The bottom screen maps the position of Nautilus, the malicious, energy-starved submarine. The Nautilus is armed with unlimited torpedoes, which are very handy--for the sea is filled with dangers. Besides the depth charges and smart missiles dispatched from Colossus, the deep is populated by limpet lurkers, dastardly and unrelenting smart mines. They lock on the course of the Nautilus, and maintain pursuit. It takes up to five direct torpedo hits to put one out of commission.
The goal of play for the commander of the Nautilus is to destroy underwater cities. In the cores of these cities reside the proto-pods which must be captured to replenish the voracious batteries of the sub.
Meanwhile, upstairs, the Colossus transports underwater repair crews to the rescue. On its way, it positions itself over the Nautilus, and unleashes a deadly mix of missiles and depth charges. It continues then to the western shore to drop off its crew. The crew will work its way eastward, repairing destroyed cities as it does.
If the Nautilus remains in proximity to a city under repair, it will be destroyed. It therefore becomes a priority to keep the Colossus from ever reaching the western shore.
The captain orders Nautilus to the surface, and steers it into shallows where there are no smart mines. Here it lies in ambush, in hopes of damaging Colossus enough to force it back to the eastern port.
The dual screen approach is unique, and allows the positions of both ships to be depicted simultaneously, even though they may be as many as five screens removed from one another. Sonar aboard each ship indicates the relative position of the other. When their screen locations coincide, the command console flashes red.
The ships can repair themselves as many times as necessary, but repairs cost precious time. The Nautilus must be careful not to so much as graze any solid surface--she goes down if she does. This makes navigation of the many underwater caverns a tricky business.
Nautilus can be played by two players, one at the helm of the Colossus, the other of Nautilus, or as a solitaire game, with the computer controlling the destroyer. Length of the game is selectable from three to nine minutes. There are nine skill levels, as well as the option to energize energy core transformers, gates throughout the sea, making the game extremely hazardous. This mode is not for beginners. There is a handicapping option as well.
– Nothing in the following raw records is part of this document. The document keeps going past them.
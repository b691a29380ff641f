use url::Url;

/// Resolves a reference against an absolute base URL
///
/// Handles absolute URLs, protocol-relative references (`//host/path`, which
/// inherit the base scheme) and relative paths. A reference that cannot be
/// resolved is returned unchanged, so a malformed attribute never aborts a
/// scrape.
///
/// # Examples
///
/// ```
/// use static_mirror::url::resolve_reference;
/// use url::Url;
///
/// let base = Url::parse("https://example.com/blog/post").unwrap();
/// assert_eq!(resolve_reference(&base, "../css/a.css"), "https://example.com/css/a.css");
/// assert_eq!(resolve_reference(&base, "//cdn.example.com/x.js"), "https://cdn.example.com/x.js");
/// ```
pub fn resolve_reference(base: &Url, reference: &str) -> String {
    match base.join(reference) {
        Ok(resolved) => resolved.to_string(),
        Err(_) => reference.to_string(),
    }
}

/// Resolves a reference to the canonical URL used as the job identity
///
/// Returns `None` for references that can never become a fetch:
/// - empty or whitespace-only values
/// - fragment-only references (`#top`)
/// - non-HTTP(S) results (`data:`, `javascript:`, `mailto:` ...)
/// - references that fail to resolve
///
/// The fragment is never sent to the server, so it is dropped, and so is an
/// empty query: `font.eot?#iefix` and `font.eot` are the same file.
pub fn canonicalize(base: &Url, reference: &str) -> Option<Url> {
    let reference = reference.trim();
    if reference.is_empty() || reference.starts_with('#') {
        return None;
    }

    let mut url = Url::parse(&resolve_reference(base, reference)).ok()?;
    if !matches!(url.scheme(), "http" | "https") {
        return None;
    }
    if url.host_str().is_none() {
        return None;
    }

    url.set_fragment(None);
    if url.query() == Some("") {
        url.set_query(None);
    }
    Some(url)
}

/// Returns true if the reference is an absolute `http://` or `https://` URL
pub fn is_absolute_http(reference: &str) -> bool {
    let bytes = reference.trim_start().as_bytes();
    let has_prefix = |prefix: &[u8]| {
        bytes
            .get(..prefix.len())
            .map(|head| head.eq_ignore_ascii_case(prefix))
            .unwrap_or(false)
    };
    has_prefix(b"http://") || has_prefix(b"https://")
}

/// Returns the final path segment of a URL (empty for directory URLs)
pub fn last_segment(url: &Url) -> &str {
    url.path().rsplit('/').next().unwrap_or("")
}

/// Returns the lowercase extension of the final path segment
///
/// Query strings and fragments are not part of the path, so
/// `font.eot?#iefix` yields `eot`.
pub fn path_extension(url: &Url) -> Option<String> {
    let segment = last_segment(url);
    let (_, ext) = segment.rsplit_once('.')?;
    if ext.is_empty() {
        return None;
    }
    Some(ext.to_ascii_lowercase())
}
//! Storage module for persisting mirrored assets
//!
//! This module handles everything that touches the output tree, including:
//! - The [`StorageSink`] interface the download engine writes through
//! - A filesystem backend with atomic per-file writes
//! - An in-memory backend for tests and embedding
//! - Local file naming and collision handling

mod fs;
mod memory;
pub mod naming;
mod traits;

pub use fs::FsStorage;
pub use memory::MemoryStorage;
pub use naming::{local_file_name, NameRegistry};
pub use traits::{StorageError, StorageResult, StorageSink};
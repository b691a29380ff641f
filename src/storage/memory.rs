use crate::storage::traits::{check_relative, StorageResult, StorageSink};
use std::collections::BTreeMap;
use std::path::{Path, PathBuf};
use std::sync::{Mutex, PoisonError};

/// In-memory storage, used by tests and by callers that post-process assets
#[derive(Debug, Default)]
pub struct MemoryStorage {
    root: PathBuf,
    files: Mutex<BTreeMap<String, Vec<u8>>>,
}

impl MemoryStorage {
    pub fn new() -> Self {
        Self::default()
    }

    /// Returns a copy of the file stored at `relative_path`
    pub fn get(&self, relative_path: &str) -> Option<Vec<u8>> {
        self.files
            .lock()
            .unwrap_or_else(PoisonError::into_inner)
            .get(relative_path)
            .cloned()
    }

    /// Returns the stored file as UTF-8 text (lossy)
    pub fn get_text(&self, relative_path: &str) -> Option<String> {
        self.get(relative_path)
            .map(|bytes| String::from_utf8_lossy(&bytes).into_owned())
    }

    /// Sorted list of stored paths
    pub fn paths(&self) -> Vec<String> {
        self.files
            .lock()
            .unwrap_or_else(PoisonError::into_inner)
            .keys()
            .cloned()
            .collect()
    }

    pub fn len(&self) -> usize {
        self.files.lock().unwrap_or_else(PoisonError::into_inner).len()
    }

    pub fn is_empty(&self) -> bool {
        self.len() == 0
    }
}

impl StorageSink for MemoryStorage {
    fn root(&self) -> &Path {
        &self.root
    }

    fn put(&self, relative_path: &str, bytes: &[u8]) -> StorageResult<PathBuf> {
        check_relative(relative_path)?;
        self.files
            .lock()
            .unwrap_or_else(PoisonError::into_inner)
            .insert(relative_path.to_string(), bytes.to_vec());
        Ok(PathBuf::from(relative_path))
    }
}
Nautilus is a tour de force. The opening music is excellent, and hints at a context for the game--the tune is "Volga Boatmen."
The really appealing thing about the game, as in its predecessor Protector, is the creation of a microworld; in this case an undersea world, full of secret grottos and hidden dangers. The fine-scrolling graphics capabilities of the Atari are used to their fullest potential. Nautilus is another must from Synapse Software.
I do have a complaint, and though it is a small one, it is persistent. Allow me to appeal not only to Mr. Potter, but to all game designers with this plea: please include a pause feature in your games! Do it with the space bar, the escape key, CONTROL-I, SELECT; I don't care how, but please do it. It should be noted that the lack of such a feature becomes evident not only when the phone rings, but when it comes time for us to take pictures of a program for inclusion in a review such as this one.
Pause or no pause, Nautilus is addictive and a lot of fun. I recommend it very highly.